Private equity investment in U.S. banks may pick up
NEW YORK (Reuters) - With U.S. banks struggling to raise new capital and a cutback in lending threatening to deepen the economic downturn, chances are increasing that regulators will relax rules that have deterred private equity from investing in banks and thrifts.
A major break from the past is not likely, but buyout firms expect regulators to bring more clarity to existing rules and feel they may be able to push the envelope on the current system. That could lead to more private equity stakes in banks and thrifts, and even prompt takeovers, said a lawyer who has spoken with regulators on the matter.
The U.S. Federal Reserve could clarify rules governing minority investments of less than 25 percent as early as next month, said the lawyer, who did not want to be identified because of the sensitive nature of discussions with regulators. The Fed declined to comment.
Private equity firms have been eyeing troubled banks and thrifts as investment opportunities as the credit crisis has taken a toll on share prices.
Randal Quarles, managing director at Carlyle Group CYL.UL, one of the world's largest buyout firms with $83 billion under management, forecasts that many of the investments will be minority stakes -- which can be accomplished without dramatic changes in the Fed's rules.
Quarles, previously undersecretary of the U.S. Treasury, said there could be an uptick in investment activity before the end of the year.
"It is going to be hard to raise (capital) in the public markets, particularly for depository institutions," he said. "I think that's going to drive a lot of private equity deals."
Buyout shops are also optimistic that regulators, on a base-by-case basis, will be more open than they were even six months ago to deals involving a change of control, said the lawyer, who represents private equity firms.
Among various regulators, the Office of Thrift Supervision, which oversees thrifts, is considered more liberal on the issue than the Fed, and so a thrift takeover may come before a bank deal, the lawyer said.
BALANCING ACT
The Fed has long tried to keep banking largely distinct from other commercial activities by maintaining a tight leash on banks and requiring extensive disclosure of their activities.
This stems from laws that suppose that banks are crucial to the economy and that allowing banking and unrelated commercial businesses to mix might lead to misuse of federal credit and guarantees that are meant to keep the banking system healthy.

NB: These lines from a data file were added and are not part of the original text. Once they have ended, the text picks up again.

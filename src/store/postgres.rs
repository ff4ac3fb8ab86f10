use async_trait::async_trait;
use sqlx::PgPool;
use tracing::instrument;

use crate::error::{AppError, AppResult};
use crate::models::{User, UserChanges, Workspace, WorkspaceChanges, WorkspaceMember};
use crate::store::IdentityStore;

/// PostgreSQL-backed store. Owns a clone of the shared pool.
#[derive(Clone)]
pub struct PgIdentityStore {
    pool: PgPool,
}

impl PgIdentityStore {
    pub fn new(pool: PgPool) -> Self {
        Self { pool }
    }
}

/// Unique violations become `Conflict`. Everything else, including foreign-key
/// violations for rows that have not been synced yet, stays a database error
/// so the event runtime retries.
fn map_write_error(e: sqlx::Error, what: &str) -> AppError {
    let unique = e
        .as_database_error()
        .is_some_and(|db| db.is_unique_violation());
    if unique {
        AppError::Conflict(format!("{} already exists", what))
    } else {
        AppError::Database(e)
    }
}

#[async_trait]
impl IdentityStore for PgIdentityStore {
    #[instrument(skip(self, user), fields(user_id = %user.id))]
    async fn insert_user(&self, user: &User) -> AppResult<()> {
        sqlx::query("INSERT INTO users (id, email, name, image) VALUES ($1, $2, $3, $4)")
            .bind(&user.id)
            .bind(&user.email)
            .bind(&user.name)
            .bind(&user.image)
            .execute(&self.pool)
            .await
            .map_err(|e| map_write_error(e, &format!("User {}", user.id)))?;
        Ok(())
    }

    #[instrument(skip(self, changes))]
    async fn update_user(&self, id: &str, changes: &UserChanges) -> AppResult<()> {
        let result = sqlx::query(
            "UPDATE users SET email = $1, name = $2, image = $3, updated_at = NOW() WHERE id = $4",
        )
        .bind(&changes.email)
        .bind(&changes.name)
        .bind(&changes.image)
        .bind(id)
        .execute(&self.pool)
        .await?;

        if result.rows_affected() == 0 {
            return Err(AppError::NotFound(format!("User {}", id)));
        }
        Ok(())
    }

    #[instrument(skip(self))]
    async fn delete_users(&self, id: &str) -> AppResult<u64> {
        let result = sqlx::query("DELETE FROM users WHERE id = $1")
            .bind(id)
            .execute(&self.pool)
            .await?;
        Ok(result.rows_affected())
    }

    #[instrument(skip(self))]
    async fn delete_user(&self, id: &str) -> AppResult<()> {
        let deleted: Option<(String,)> = sqlx::query_as("DELETE FROM users WHERE id = $1 RETURNING id")
            .bind(id)
            .fetch_optional(&self.pool)
            .await?;

        deleted
            .map(|_| ())
            .ok_or_else(|| AppError::NotFound(format!("User {}", id)))
    }

    #[instrument(skip(self))]
    async fn find_user_by_email(&self, email: &str) -> AppResult<Option<User>> {
        let user = sqlx::query_as::<_, User>(
            "SELECT id, email, name, image FROM users WHERE email <> '' AND lower(email) = lower($1) LIMIT 1",
        )
        .bind(email)
        .fetch_optional(&self.pool)
        .await?;
        Ok(user)
    }

    #[instrument(skip(self, workspace, owner), fields(workspace_id = %workspace.id))]
    async fn create_workspace_with_owner(
        &self,
        workspace: &Workspace,
        owner: &WorkspaceMember,
    ) -> AppResult<()> {
        let mut tx = self.pool.begin().await?;

        sqlx::query(
            "INSERT INTO workspaces (id, name, slug, owner_id, image_url) VALUES ($1, $2, $3, $4, $5)",
        )
        .bind(&workspace.id)
        .bind(&workspace.name)
        .bind(&workspace.slug)
        .bind(&workspace.owner_id)
        .bind(workspace.image_url.as_deref())
        .execute(&mut *tx)
        .await
        .map_err(|e| map_write_error(e, &format!("Workspace {}", workspace.id)))?;

        sqlx::query("INSERT INTO workspace_members (user_id, workspace_id, role) VALUES ($1, $2, $3)")
            .bind(&owner.user_id)
            .bind(&owner.workspace_id)
            .bind(&owner.role)
            .execute(&mut *tx)
            .await
            .map_err(|e| {
                map_write_error(
                    e,
                    &format!("Membership {}/{}", owner.workspace_id, owner.user_id),
                )
            })?;

        tx.commit().await?;
        Ok(())
    }

    #[instrument(skip(self, changes))]
    async fn update_workspace(&self, id: &str, changes: &WorkspaceChanges) -> AppResult<()> {
        let result = sqlx::query(
            "UPDATE workspaces SET name = $1, slug = $2, image_url = $3, updated_at = NOW() WHERE id = $4",
        )
        .bind(&changes.name)
        .bind(&changes.slug)
        .bind(changes.image_url.as_deref())
        .bind(id)
        .execute(&self.pool)
        .await
        .map_err(|e| map_write_error(e, &format!("Workspace slug {}", changes.slug)))?;

        if result.rows_affected() == 0 {
            return Err(AppError::NotFound(format!("Workspace {}", id)));
        }
        Ok(())
    }

    #[instrument(skip(self))]
    async fn delete_workspace(&self, id: &str) -> AppResult<()> {
        let result = sqlx::query("DELETE FROM workspaces WHERE id = $1")
            .bind(id)
            .execute(&self.pool)
            .await?;

        if result.rows_affected() == 0 {
            return Err(AppError::NotFound(format!("Workspace {}", id)));
        }
        Ok(())
    }

    #[instrument(skip(self, member), fields(user_id = %member.user_id, workspace_id = %member.workspace_id))]
    async fn insert_member(&self, member: &WorkspaceMember) -> AppResult<()> {
        sqlx::query("INSERT INTO workspace_members (user_id, workspace_id, role) VALUES ($1, $2, $3)")
            .bind(&member.user_id)
            .bind(&member.workspace_id)
            .bind(&member.role)
            .execute(&self.pool)
            .await
            .map_err(|e| {
                map_write_error(
                    e,
                    &format!("Membership {}/{}", member.workspace_id, member.user_id),
                )
            })?;
        Ok(())
    }

    #[instrument(skip(self))]
    async fn first_workspace_for_user(&self, user_id: &str) -> AppResult<Option<String>> {
        let workspace_id = sqlx::query_scalar::<_, String>(
            "SELECT workspace_id FROM workspace_members WHERE user_id = $1 ORDER BY created_at LIMIT 1",
        )
        .bind(user_id)
        .fetch_optional(&self.pool)
        .await?;
        Ok(workspace_id)
    }

    async fn ping(&self) -> AppResult<()> {
        sqlx::query("SELECT 1").execute(&self.pool).await?;
        Ok(())
    }
}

These rules apply to investments in banks that have federally insured deposits such as Wachovia Corp WB.N or National City Corp NCC.N, but not to investment banks such as Goldman Sachs Group Inc (GS.N) or Lehman Brothers Holdings Inc
LEH.N.
Private equity firms typically do not want to become bank holding companies because of insistence on this separation, fearing that doing so would hinder their ability to invest in unrelated industries like retail or manufacturing.
They can still take smaller stakes that are below certain ownership levels, but the firms fear they will then have too little power to sway a bank's strategy.
Buyout shops have largely stayed away from U.S. banks and thrifts, other than a few deals, such as TPG Capital LP TPG.UL taking a stake in Washington Mutual Inc (WM.N) and Corsair Capital LLC leading a cash infusion for National City.
But they have been arguing their case for more flexibility.
In June, Quarles said in a Wall Street Journal opinion piece that the limitations on capital investment are far stricter than necessary, and that private equity was "ready and willing to step forward in large amounts."
That argument is not lost on regulators, who recognize that buyout shops may be one of the few remaining sources of fresh capital for banks and thrifts in the current market turmoil. But it is not an easy decision.
"It is a difficult balancing act between trying to address the immediate needs of the market versus the historic precedent they (the Federal Reserve) have established," said Gregory Lyons, chair of law firm Goodwin Procter's financial services group.
Carlyle's Quarles said there were three potential solutions on the regulation front: More flexibility on the thresholds themselves; more flexibility on so-called "separateness commitments"; and more flexibility in allowing several investors to take stakes at the same time without being ruled to be acting in concert.
If a group of investors were ruled to be acting in concert, they could be forced to submit to stringent regulations. Changing separateness commitments could allow a buyout shop to set up a parallel investment vehicle that could become a bank holding company without affecting the firm's other business activities.
Already, some funds that have been raised of late include a provision that would allow private equity firms to draw money into a completely separate vehicle set up just for bank and thrift investments, the lawyer said.
But even if persuading regulators is a bit easier now, it will still be a big task to get a full takeover of a bank done.
"It's still a few months before a lot of this sorts itself out, but the money is clearly there," the lawyer said.